What is being asked:
Wherever a line of the listing holds the string "Feed", copy that line.

Dataset:
//! Foreign-function bridging of Go packages
//!
//! A package's source is scanned for top-level function declarations and
//! every exported function is either bridged, with the conversions its
//! wrapper needs, or rejected with a reason naming what stands in the way.

mod classify;
mod go_decl;
mod naming;

pub use classify::{
    BridgeSignature, GoTypeClassifier, ParamConv, ResultShape, TypeClassifier, ValueConv,
};
pub use go_decl::{scan_package, GoFunc, GoMethod, GoPackage, GoParam, GoStruct, GoType};
pub use naming::to_snake_case;

use crate::error::{Error, Result};
use serde::{Deserialize, Serialize};
use std::collections::BTreeMap;

/// An exported Go function and how (or whether) it is bridged
#[derive(Debug, Clone, PartialEq, Eq, Serialize, Deserialize)]
pub struct BridgeFunction {
    /// Exported Go name
    pub go_name: String,
    /// snake_case name called from Rugo
    pub rugo_name: String,
    pub params: Vec<GoType>,
    pub results: Vec<GoType>,
    pub bridgeable: bool,
    /// Why the function was rejected
    pub reason: Option<String>,
    /// Conversions, when bridgeable
    pub signature: Option<BridgeSignature>,
}

impl BridgeFunction {
    /// Go-style rendering of the declaration
    pub fn go_signature(&self) -> String {
        let params: Vec<String> = self.params.iter().map(|p| p.to_string()).collect();
        let results: Vec<String> = self.results.iter().map(|r| r.to_string()).collect();
        let results = match results.len() {
            0 => String::new(),
            1 => format!(" {}", results[0]),
            _ => format!(" ({})", results.join(", ")),
        };
        format!("func {}({}){}", self.go_name, params.join(", "), results)
    }
}

/// Introspection result for one Go package
#[derive(Debug, Clone, PartialEq, Eq, Serialize, Deserialize)]
pub struct BridgeModule {
    /// Import path
    pub path: String,
    /// Package name from the package clause
    pub package: String,
    /// Exported functions, sorted by Go name
    pub functions: Vec<BridgeFunction>,
}

impl BridgeModule {
    /// Bridged function by Rugo name
    pub fn function(&self, rugo_name: &str) -> Option<&BridgeFunction> {
        self.functions
            .iter()
            .find(|f| f.bridgeable && f.rugo_name == rugo_name)
    }

    pub fn bridged(&self) -> impl Iterator<Item = &BridgeFunction> {
        self.functions.iter().filter(|f| f.bridgeable)
    }

    pub fn rejected(&self) -> impl Iterator<Item = &BridgeFunction> {
        self.functions.iter().filter(|f| !f.bridgeable)
    }

    /// Fail with every rejection reason unless something is bridgeable
    pub fn ensure_bridgeable(&self) -> Result<()> {
        if self.bridged().next().is_some() {
            return Ok(());
        }
        Err(Error::BridgeError {
            module: self.path.clone(),
            reasons: self
                .rejected()
                .map(|f| format!("{}: {}", f.go_name, f.reason.as_deref().unwrap_or("rejected")))
                .collect(),
        })
    }
}

/// Scan and classify the files of the package at `path`
///
/// Unexported functions are skipped. When two exported names translate to
/// the same Rugo name, the first bridgeable one in sorted order keeps it.
pub fn introspect(
    path: &str,
    files: &[(String, String)],
    classifier: &dyn TypeClassifier,
) -> Result<BridgeModule> {
    let package = scan_package(files).map_err(|reason| Error::BridgeError {
        module: path.to_string(),
        reasons: vec![reason],
    })?;

    let exported: BTreeMap<&str, &GoFunc> = package
        .funcs
        .iter()
        .filter(|f| f.is_exported())
        .map(|f| (f.name.as_str(), f))
        .collect();

    let mut claimed: BTreeMap<String, String> = BTreeMap::new();
    let mut functions = Vec::with_capacity(exported.len());
    for (go_name, func) in exported {
        let rugo_name = to_snake_case(go_name);
        let classified = classifier
            .classify(func, &package)
            .and_then(|sig| match claimed.get(&rugo_name) {
                Some(owner) => Err(format!(
                    "name collides with {} (both map to {})",
                    owner, rugo_name
                )),
                None => Ok(sig),
            });

        let (bridgeable, reason, signature) = match classified {
            Ok(sig) => {
                claimed.insert(rugo_name.clone(), go_name.to_string());
                (true, None, Some(sig))
            }
            Err(reason) => {
                tracing::warn!(
                    module = path,
                    function = go_name,
                    reason = reason.as_str(),
                    "rejected bridge function"
                );
                (false, Some(reason), None)
            }
        };
        functions.push(BridgeFunction {
            go_name: go_name.to_string(),
            rugo_name,
            params: func.params.iter().map(|p| p.ty.clone()).collect(),
            results: func.results.clone(),
            bridgeable,
            reason,
            signature,
        });
    }

    tracing::debug!(
        module = path,
        package = package.name.as_str(),
        functions = functions.len(),
        "introspected bridge package"
    );
    Ok(BridgeModule {
        path: path.to_string(),
        package: package.name,
        functions,
    })
}

#[cfg(test)]
mod tests {
    use super::*;

    fn module(src: &str) -> BridgeModule {
        introspect(
            "example.com/p",
            &[("p.go".to_string(), src.to_string())],
            &GoTypeClassifier,
        )
        .unwrap()
    }

    #[test]
    fn test_unexported_are_skipped() {
        let m = module("package p\nfunc Greet(name string) string { return name }\nfunc helper() {}\n");
        assert_eq!(m.functions.len(), 1);
        assert_eq!(m.function("greet").unwrap().go_name, "Greet");
        assert!(m.ensure_bridgeable().is_ok());
    }

    #[test]
    fn test_collision_first_sorted_wins() {
        let m = module("package p\nfunc HttpGet(u string) string { return u }\nfunc HTTPGet(u string) string { return u }\n");
        assert_eq!(m.function("http_get").unwrap().go_name, "HTTPGet");
        let loser = m.rejected().next().unwrap();
        assert_eq!(loser.go_name, "HttpGet");
        assert_eq!(
            loser.reason.as_deref(),
            Some("name collides with HTTPGet (both map to http_get)")
        );
    }

    #[test]
    fn test_nothing_bridgeable_lists_reasons() {
        let m = module("package p\nfunc Alloc(b *Buf) {}\nfunc Feed(c chan int) {}\n");
        let err = m.ensure_bridgeable().unwrap_err();
        match err {
            Error::BridgeError { module, reasons } => {
                assert_eq!(module, "example.com/p");
                assert_eq!(
                    reasons,
                    vec![
                        "Alloc: parameter 1 has pointer type *Buf".to_string(),
                        "Feed: parameter 1 has channel type chan int".to_string(),
                    ]
                );
            }
            other => panic!("unexpected {:?}", other),
        }
    }

    #[test]
    fn test_go_signature_rendering() {
        let m = module("package p\nfunc Split(s, sep string) ([]string, error) { return nil, nil }\n");
        assert_eq!(
            m.functions[0].go_signature(),
            "func Split(string, string) ([]string, error)"
        );
    }
}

Written response:
        let m = module("package p\nfunc Alloc(b *Buf) {}\nfunc Feed(c chan int) {}\n");
                        "Feed: parameter 1 has channel type chan int".to_string(),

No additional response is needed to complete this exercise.